START Records shown

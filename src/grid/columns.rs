//! Horizontal field of layered columns with a land mask.
//!
//! Columns are stored flattened with `i` fastest: column `(i, j)` has index
//! `j * nx + i`. Neighbors follow [`Direction::offset`], so south is `j − 1`
//! and east is `i + 1`.

use thiserror::Error;

use crate::types::{ColumnId, ColumnProfile, Direction, LateralNeighbors, thickness_from_interfaces};

/// Errors from assembling a column field.
#[derive(Error, Debug, Clone, PartialEq)]
pub enum GridError {
    #[error("Column {i}, {j} outside {nx} x {ny} grid")]
    OutOfBounds { i: usize, j: usize, nx: usize, ny: usize },

    #[error("Dimension mismatch in {field}: expected {expected}, got {actual}")]
    DimensionMismatch {
        field: &'static str,
        expected: usize,
        actual: usize,
    },
}

/// Interface profiles and depths of an `nx × ny` field of columns.
#[derive(Clone, Debug)]
pub struct ColumnGrid {
    nx: usize,
    ny: usize,
    n_layers: usize,
    /// True for ocean columns
    wet: Vec<bool>,
    /// Interface positions, nk + 1 per column [H]
    interface_heights: Vec<f64>,
    /// Interface temperature, nk + 1 per column [degC]
    interface_temperature: Vec<f64>,
    /// Interface salinity, nk + 1 per column [PSU]
    interface_salinity: Vec<f64>,
    /// Layer thickness, nk per column [H]
    layer_thickness: Vec<f64>,
    /// Local bottom depth [H]
    local_depth: Vec<f64>,
}

impl ColumnGrid {
    /// All-ocean grid with every column at rest: interfaces at zero, zero
    /// temperature and salinity.
    pub fn new(nx: usize, ny: usize, n_layers: usize) -> Self {
        let n_columns = nx * ny;
        Self {
            nx,
            ny,
            n_layers,
            wet: vec![true; n_columns],
            interface_heights: vec![0.0; n_columns * (n_layers + 1)],
            interface_temperature: vec![0.0; n_columns * (n_layers + 1)],
            interface_salinity: vec![0.0; n_columns * (n_layers + 1)],
            layer_thickness: vec![0.0; n_columns * n_layers],
            local_depth: vec![0.0; n_columns],
        }
    }

    #[inline]
    pub fn nx(&self) -> usize {
        self.nx
    }

    #[inline]
    pub fn ny(&self) -> usize {
        self.ny
    }

    #[inline]
    pub fn n_layers(&self) -> usize {
        self.n_layers
    }

    #[inline]
    pub fn n_columns(&self) -> usize {
        self.nx * self.ny
    }

    /// Flat index of a column.
    #[inline]
    pub fn index(&self, id: ColumnId) -> usize {
        id.j * self.nx + id.i
    }

    /// Column identifier of a flat index.
    #[inline]
    pub fn id(&self, index: usize) -> ColumnId {
        ColumnId::new(index % self.nx, index / self.nx)
    }

    /// All column identifiers in storage order.
    pub fn ids(&self) -> impl Iterator<Item = ColumnId> + '_ {
        (0..self.n_columns()).map(|idx| self.id(idx))
    }

    fn check_bounds(&self, id: ColumnId) -> Result<usize, GridError> {
        if id.i < self.nx && id.j < self.ny {
            Ok(self.index(id))
        } else {
            Err(GridError::OutOfBounds {
                i: id.i,
                j: id.j,
                nx: self.nx,
                ny: self.ny,
            })
        }
    }

    /// Set one column's interface profiles and local depth. Layer thickness
    /// follows from the interface positions.
    pub fn set_column(
        &mut self,
        id: ColumnId,
        interface_heights: &[f64],
        interface_temperature: &[f64],
        interface_salinity: &[f64],
        local_depth: f64,
    ) -> Result<(), GridError> {
        let idx = self.check_bounds(id)?;
        let nz = self.n_layers + 1;
        for (field, len) in [
            ("interface_heights", interface_heights.len()),
            ("interface_temperature", interface_temperature.len()),
            ("interface_salinity", interface_salinity.len()),
        ] {
            if len != nz {
                return Err(GridError::DimensionMismatch {
                    field,
                    expected: nz,
                    actual: len,
                });
            }
        }

        let range = idx * nz..(idx + 1) * nz;
        self.interface_heights[range.clone()].copy_from_slice(interface_heights);
        self.interface_temperature[range.clone()].copy_from_slice(interface_temperature);
        self.interface_salinity[range].copy_from_slice(interface_salinity);
        let nk = self.n_layers;
        self.layer_thickness[idx * nk..(idx + 1) * nk]
            .copy_from_slice(&thickness_from_interfaces(interface_heights));
        self.local_depth[idx] = local_depth;
        Ok(())
    }

    /// Mark a column as land or ocean.
    pub fn set_wet(&mut self, id: ColumnId, is_wet: bool) -> Result<(), GridError> {
        let idx = self.check_bounds(id)?;
        self.wet[idx] = is_wet;
        Ok(())
    }

    #[inline]
    pub fn is_wet(&self, id: ColumnId) -> bool {
        id.i < self.nx && id.j < self.ny && self.wet[self.index(id)]
    }

    pub fn wet_count(&self) -> usize {
        self.wet.iter().filter(|&&w| w).count()
    }

    /// Local bottom depth of a column.
    #[inline]
    pub fn local_depth(&self, id: ColumnId) -> f64 {
        self.local_depth[self.index(id)]
    }

    /// Interface positions of a column, land included.
    pub fn interface_heights(&self, id: ColumnId) -> &[f64] {
        let nz = self.n_layers + 1;
        let idx = self.index(id);
        &self.interface_heights[idx * nz..(idx + 1) * nz]
    }

    /// Borrowed profile of an ocean column; `None` for land or outside the
    /// grid.
    pub fn column(&self, id: ColumnId) -> Option<ColumnProfile<'_>> {
        if !self.is_wet(id) {
            return None;
        }
        let nz = self.n_layers + 1;
        let nk = self.n_layers;
        let idx = self.index(id);
        let interfaces = idx * nz..(idx + 1) * nz;
        Some(ColumnProfile::new(
            &self.interface_heights[interfaces.clone()],
            &self.interface_temperature[interfaces.clone()],
            &self.interface_salinity[interfaces],
            &self.layer_thickness[idx * nk..(idx + 1) * nk],
        ))
    }

    /// Identifier of the neighbor in `direction`, if inside the grid.
    pub fn neighbor_id(&self, id: ColumnId, direction: Direction) -> Option<ColumnId> {
        let (di, dj) = direction.offset();
        let i = id.i.checked_add_signed(di)?;
        let j = id.j.checked_add_signed(dj)?;
        (i < self.nx && j < self.ny).then_some(ColumnId::new(i, j))
    }

    /// Ocean neighbors of a column.
    pub fn neighbors(&self, id: ColumnId) -> LateralNeighbors<Option<ColumnProfile<'_>>> {
        LateralNeighbors::from_fn(|direction| {
            self.neighbor_id(id, direction)
                .and_then(|neighbor| self.column(neighbor))
        })
    }
}

#[cfg(test)]
mod tests {
    use super::*;

    fn grid_3x2() -> ColumnGrid {
        let mut grid = ColumnGrid::new(3, 2, 2);
        for id in grid.ids().collect::<Vec<_>>() {
            let depth = 100.0 + 10.0 * id.i as f64;
            grid.set_column(
                id,
                &[0.0, 0.5 * depth, depth],
                &[15.0, 10.0, 5.0],
                &[35.0; 3],
                depth,
            )
            .unwrap();
        }
        grid
    }

    #[test]
    fn test_index_round_trip() {
        let grid = grid_3x2();
        assert_eq!(grid.index(ColumnId::new(2, 1)), 5);
        assert_eq!(grid.id(4), ColumnId::new(1, 1));
        assert_eq!(grid.ids().count(), 6);
    }

    #[test]
    fn test_set_column_derives_thickness() {
        let grid = grid_3x2();
        let column = grid.column(ColumnId::new(1, 0)).unwrap();
        assert_eq!(column.layer_thickness, &[55.0, 55.0]);
        assert_eq!(grid.local_depth(ColumnId::new(1, 0)), 110.0);
    }

    #[test]
    fn test_set_column_rejects_bad_input() {
        let mut grid = ColumnGrid::new(2, 2, 2);
        let err = grid
            .set_column(ColumnId::new(0, 0), &[0.0, 1.0], &[0.0; 3], &[0.0; 3], 1.0)
            .unwrap_err();
        assert_eq!(
            err,
            GridError::DimensionMismatch {
                field: "interface_heights",
                expected: 3,
                actual: 2
            }
        );
        let err = grid.set_wet(ColumnId::new(2, 0), false).unwrap_err();
        assert!(matches!(err, GridError::OutOfBounds { i: 2, .. }));
    }

    #[test]
    fn test_neighbors_at_corner() {
        let grid = grid_3x2();
        let n = grid.neighbors(ColumnId::new(0, 0));
        assert!(n.south.is_none());
        assert!(n.west.is_none());
        assert!(n.north.is_some());
        assert!(n.east.is_some());
        assert_eq!(n.east.unwrap().bottom(), 110.0);
    }

    #[test]
    fn test_land_is_excluded() {
        let mut grid = grid_3x2();
        grid.set_wet(ColumnId::new(1, 1), false).unwrap();
        assert_eq!(grid.wet_count(), 5);
        assert!(grid.column(ColumnId::new(1, 1)).is_none());
        let n = grid.neighbors(ColumnId::new(1, 0));
        assert!(n.north.is_none());
        assert_eq!(n.count_present(), 2);
    }
}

END Records shown

_Directions for this task_
When the line with "self.neighbor_id(id, direction)" is reached in the data above, start copying there, and copy each line exactly until the line with "let err = grid.set_wet(ColumnId::new(2, 0), false).unwrap_err();" has been copied; copy nothing else.

_Written response_
            self.neighbor_id(id, direction)
                .and_then(|neighbor| self.column(neighbor))
        })
    }
}

#[cfg(test)]
mod tests {
    use super::*;

    fn grid_3x2() -> ColumnGrid {
        let mut grid = ColumnGrid::new(3, 2, 2);
        for id in grid.ids().collect::<Vec<_>>() {
            let depth = 100.0 + 10.0 * id.i as f64;
            grid.set_column(
                id,
                &[0.0, 0.5 * depth, depth],
                &[15.0, 10.0, 5.0],
                &[35.0; 3],
                depth,
            )
            .unwrap();
        }
        grid
    }

    #[test]
    fn test_index_round_trip() {
        let grid = grid_3x2();
        assert_eq!(grid.index(ColumnId::new(2, 1)), 5);
        assert_eq!(grid.id(4), ColumnId::new(1, 1));
        assert_eq!(grid.ids().count(), 6);
    }

    #[test]
    fn test_set_column_derives_thickness() {
        let grid = grid_3x2();
        let column = grid.column(ColumnId::new(1, 0)).unwrap();
        assert_eq!(column.layer_thickness, &[55.0, 55.0]);
        assert_eq!(grid.local_depth(ColumnId::new(1, 0)), 110.0);
    }

    #[test]
    fn test_set_column_rejects_bad_input() {
        let mut grid = ColumnGrid::new(2, 2, 2);
        let err = grid
            .set_column(ColumnId::new(0, 0), &[0.0, 1.0], &[0.0; 3], &[0.0; 3], 1.0)
            .unwrap_err();
        assert_eq!(
            err,
            GridError::DimensionMismatch {
                field: "interface_heights",
                expected: 3,
                actual: 2
            }
        );
        let err = grid.set_wet(ColumnId::new(2, 0), false).unwrap_err();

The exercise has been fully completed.